▶ **DESCRIPTION OF THE TASK**
Top to bottom, output the entries that follow exactly.

▶ **RECORDS FOR PROCESSING**
● ● ●
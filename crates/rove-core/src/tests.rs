//! Store-level tests for `TagStore` and `LinkStore` over an in-memory
//! document store.

use std::{
  collections::BTreeSet,
  sync::{Arc, Mutex},
};

use serde_json::json;

use crate::{
  Error,
  document::{DocumentStore, MemoryDocumentStore},
  links::{self, LinkStore},
  observe::Snapshot,
  persist::Document,
  record::{LinkRecord, NewLink, SubjectKey, TagRecord},
  tags::{self, TagStore},
};

type Docs = Arc<MemoryDocumentStore>;

fn docs() -> Docs { Arc::new(MemoryDocumentStore::new()) }

fn key(s: &str) -> SubjectKey { SubjectKey::from(s) }

fn tags_of(values: &[&str]) -> BTreeSet<String> {
  values.iter().map(|v| (*v).to_owned()).collect()
}

async fn tag_store(docs: &Docs) -> TagStore<MemoryDocumentStore> {
  let mut store = TagStore::new(Arc::clone(docs), tags::DEFAULT_DOCUMENT);
  store.init().await;
  store
}

async fn link_store(docs: &Docs) -> LinkStore<MemoryDocumentStore> {
  let mut store = LinkStore::new(Arc::clone(docs), links::DEFAULT_DOCUMENT);
  store.init().await;
  store
}

fn saved_tags(docs: &Docs) -> Document<TagRecord> {
  let raw = docs.raw(tags::DEFAULT_DOCUMENT).expect("tag document exists");
  serde_json::from_slice(&raw).expect("valid tag document")
}

// ─── Tag store ───────────────────────────────────────────────────────────────

#[tokio::test]
async fn reassigning_tags_moves_subject_between_tags() {
  let docs = docs();
  let mut store = tag_store(&docs).await;

  store.assign(&key("post:1"), ["beach", "food"], "ana").await.unwrap();
  assert_eq!(store.tags_for(&key("post:1")), tags_of(&["beach", "food"]));
  assert_eq!(store.subjects_for("beach"), vec![key("post:1")]);

  store.assign(&key("post:1"), ["food"], "ana").await.unwrap();
  assert!(store.subjects_for("beach").is_empty());
  assert_eq!(store.subjects_for("food"), vec![key("post:1")]);
  assert_eq!(store.len(), 1);
  assert!(store.is_consistent());
}

#[tokio::test]
async fn assign_batch_saves_once() {
  let docs = docs();
  let mut store = tag_store(&docs).await;
  let before = docs.save_count();

  let subjects = [key("post:1"), key("post:2"), key("photo:a")];
  let changes = store.assign_batch(&subjects, ["sunset", "hike"], "ben").await.unwrap();

  assert_eq!(changes.len(), 3);
  assert_eq!(docs.save_count() - before, 1);
  for subject in &subjects {
    assert_eq!(store.tags_for(subject), tags_of(&["hike", "sunset"]));
  }
  assert_eq!(saved_tags(&docs).records.len(), 3);
  assert!(store.is_consistent());
}

#[tokio::test]
async fn unchanged_assignment_does_not_save() {
  let docs = docs();
  let mut store = tag_store(&docs).await;
  store.assign(&key("post:1"), ["beach"], "ana").await.unwrap();
  let before = docs.save_count();

  let change = store.assign(&key("post:1"), ["beach"], "ana").await.unwrap();
  assert!(!change.is_change());
  store.remove_tags(&key("post:9"), ["beach"]).await.unwrap();
  assert_eq!(store.delete_tag_cascade("unused").await.unwrap(), 0);

  assert_eq!(docs.save_count(), before);
}

#[tokio::test]
async fn add_and_remove_tags() {
  let docs = docs();
  let mut store = tag_store(&docs).await;

  store.add_tags(&key("post:1"), ["beach"], "ana").await.unwrap();
  store.add_tags(&key("post:1"), ["food"], "ben").await.unwrap();
  assert_eq!(store.tags_for(&key("post:1")), tags_of(&["beach", "food"]));
  assert_eq!(store.record_for(&key("post:1")).unwrap().actor, "ben");

  store.remove_tags(&key("post:1"), ["beach"]).await.unwrap();
  assert_eq!(store.tags_for(&key("post:1")), tags_of(&["food"]));

  let last = store.remove_tags(&key("post:1"), ["food"]).await.unwrap();
  assert_eq!(last.record_id, None);
  assert!(store.record_for(&key("post:1")).is_none());
  assert!(store.subjects_for("food").is_empty());
  assert!(saved_tags(&docs).records.is_empty());
}

#[tokio::test]
async fn delete_tag_cascade_clears_every_subject() {
  let docs = docs();
  let mut store = tag_store(&docs).await;
  store.assign(&key("post:1"), ["beach", "food"], "ana").await.unwrap();
  store.assign(&key("post:2"), ["beach"], "ana").await.unwrap();
  store.assign(&key("post:3"), ["food"], "ana").await.unwrap();
  let before = docs.save_count();

  assert_eq!(store.delete_tag_cascade("beach").await.unwrap(), 2);

  assert_eq!(docs.save_count() - before, 1);
  assert!(store.subjects_for("beach").is_empty());
  assert!(store.records().iter().all(|r| !r.tag_ids.contains("beach")));
  assert!(store.record_for(&key("post:2")).is_none());
  assert_eq!(store.tag_counts().get("food"), Some(&2));
  assert!(store.is_consistent());
}

#[tokio::test]
async fn remove_subject_drops_its_record() {
  let docs = docs();
  let mut store = tag_store(&docs).await;
  store.assign(&key("photo:a"), ["night"], "ana").await.unwrap();

  let removed = store.remove_subject(&key("photo:a")).await.unwrap();
  assert_eq!(removed.map(|r| r.subject_key), Some(key("photo:a")));
  assert!(store.subjects_for("night").is_empty());
  assert_eq!(store.remove_subject(&key("photo:a")).await.unwrap(), None);
}

#[tokio::test]
async fn tag_counts_reflect_inverted_index() {
  let docs = docs();
  let mut store = tag_store(&docs).await;
  store.assign(&key("post:1"), ["beach", "food"], "ana").await.unwrap();
  store.assign(&key("post:2"), ["beach"], "ana").await.unwrap();

  let counts = store.tag_counts();
  assert_eq!(counts.get("beach"), Some(&2));
  assert_eq!(counts.get("food"), Some(&1));
  assert_eq!(counts.len(), 2);
}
● ● ●
▶ **RESPONSE TO THE EXERCISE**
filename crates/rove-core/src/tests.rs
//! Store-level tests for `TagStore` and `LinkStore` over an in-memory
//! document store.

use std::{
  collections::BTreeSet,
  sync::{Arc, Mutex},
};

use serde_json::json;

use crate::{
  Error,
  document::{DocumentStore, MemoryDocumentStore},
  links::{self, LinkStore},
  observe::Snapshot,
  persist::Document,
  record::{LinkRecord, NewLink, SubjectKey, TagRecord},
  tags::{self, TagStore},
};

type Docs = Arc<MemoryDocumentStore>;

fn docs() -> Docs { Arc::new(MemoryDocumentStore::new()) }

fn key(s: &str) -> SubjectKey { SubjectKey::from(s) }

fn tags_of(values: &[&str]) -> BTreeSet<String> {
  values.iter().map(|v| (*v).to_owned()).collect()
}

async fn tag_store(docs: &Docs) -> TagStore<MemoryDocumentStore> {
  let mut store = TagStore::new(Arc::clone(docs), tags::DEFAULT_DOCUMENT);
  store.init().await;
  store
}

async fn link_store(docs: &Docs) -> LinkStore<MemoryDocumentStore> {
  let mut store = LinkStore::new(Arc::clone(docs), links::DEFAULT_DOCUMENT);
  store.init().await;
  store
}

fn saved_tags(docs: &Docs) -> Document<TagRecord> {
  let raw = docs.raw(tags::DEFAULT_DOCUMENT).expect("tag document exists");
  serde_json::from_slice(&raw).expect("valid tag document")
}

// ─── Tag store ───────────────────────────────────────────────────────────────

#[tokio::test]
async fn reassigning_tags_moves_subject_between_tags() {
  let docs = docs();
  let mut store = tag_store(&docs).await;

  store.assign(&key("post:1"), ["beach", "food"], "ana").await.unwrap();
  assert_eq!(store.tags_for(&key("post:1")), tags_of(&["beach", "food"]));
  assert_eq!(store.subjects_for("beach"), vec![key("post:1")]);

  store.assign(&key("post:1"), ["food"], "ana").await.unwrap();
  assert!(store.subjects_for("beach").is_empty());
  assert_eq!(store.subjects_for("food"), vec![key("post:1")]);
  assert_eq!(store.len(), 1);
  assert!(store.is_consistent());
}

#[tokio::test]
async fn assign_batch_saves_once() {
  let docs = docs();
  let mut store = tag_store(&docs).await;
  let before = docs.save_count();

  let subjects = [key("post:1"), key("post:2"), key("photo:a")];
  let changes = store.assign_batch(&subjects, ["sunset", "hike"], "ben").await.unwrap();

  assert_eq!(changes.len(), 3);
  assert_eq!(docs.save_count() - before, 1);
  for subject in &subjects {
    assert_eq!(store.tags_for(subject), tags_of(&["hike", "sunset"]));
  }
  assert_eq!(saved_tags(&docs).records.len(), 3);
  assert!(store.is_consistent());
}

#[tokio::test]
async fn unchanged_assignment_does_not_save() {
  let docs = docs();
  let mut store = tag_store(&docs).await;
  store.assign(&key("post:1"), ["beach"], "ana").await.unwrap();
  let before = docs.save_count();

  let change = store.assign(&key("post:1"), ["beach"], "ana").await.unwrap();
  assert!(!change.is_change());
  store.remove_tags(&key("post:9"), ["beach"]).await.unwrap();
  assert_eq!(store.delete_tag_cascade("unused").await.unwrap(), 0);

  assert_eq!(docs.save_count(), before);
}

#[tokio::test]
async fn add_and_remove_tags() {
  let docs = docs();
  let mut store = tag_store(&docs).await;

  store.add_tags(&key("post:1"), ["beach"], "ana").await.unwrap();
  store.add_tags(&key("post:1"), ["food"], "ben").await.unwrap();
  assert_eq!(store.tags_for(&key("post:1")), tags_of(&["beach", "food"]));
  assert_eq!(store.record_for(&key("post:1")).unwrap().actor, "ben");

  store.remove_tags(&key("post:1"), ["beach"]).await.unwrap();
  assert_eq!(store.tags_for(&key("post:1")), tags_of(&["food"]));

  let last = store.remove_tags(&key("post:1"), ["food"]).await.unwrap();
  assert_eq!(last.record_id, None);
  assert!(store.record_for(&key("post:1")).is_none());
  assert!(store.subjects_for("food").is_empty());
  assert!(saved_tags(&docs).records.is_empty());
}

#[tokio::test]
async fn delete_tag_cascade_clears_every_subject() {
  let docs = docs();
  let mut store = tag_store(&docs).await;
  store.assign(&key("post:1"), ["beach", "food"], "ana").await.unwrap();
  store.assign(&key("post:2"), ["beach"], "ana").await.unwrap();
  store.assign(&key("post:3"), ["food"], "ana").await.unwrap();
  let before = docs.save_count();

  assert_eq!(store.delete_tag_cascade("beach").await.unwrap(), 2);

  assert_eq!(docs.save_count() - before, 1);
  assert!(store.subjects_for("beach").is_empty());
  assert!(store.records().iter().all(|r| !r.tag_ids.contains("beach")));
  assert!(store.record_for(&key("post:2")).is_none());
  assert_eq!(store.tag_counts().get("food"), Some(&2));
  assert!(store.is_consistent());
}

#[tokio::test]
async fn remove_subject_drops_its_record() {
  let docs = docs();
  let mut store = tag_store(&docs).await;
  store.assign(&key("photo:a"), ["night"], "ana").await.unwrap();

  let removed = store.remove_subject(&key("photo:a")).await.unwrap();
  assert_eq!(removed.map(|r| r.subject_key), Some(key("photo:a")));
  assert!(store.subjects_for("night").is_empty());
  assert_eq!(store.remove_subject(&key("photo:a")).await.unwrap(), None);
}

#[tokio::test]
async fn tag_counts_reflect_inverted_index() {
  let docs = docs();
  let mut store = tag_store(&docs).await;
  store.assign(&key("post:1"), ["beach", "food"], "ana").await.unwrap();
  store.assign(&key("post:2"), ["beach"], "ana").await.unwrap();

  let counts = store.tag_counts();
  assert_eq!(counts.get("beach"), Some(&2));
  assert_eq!(counts.get("food"), Some(&1));
  assert_eq!(counts.len(), 2);
}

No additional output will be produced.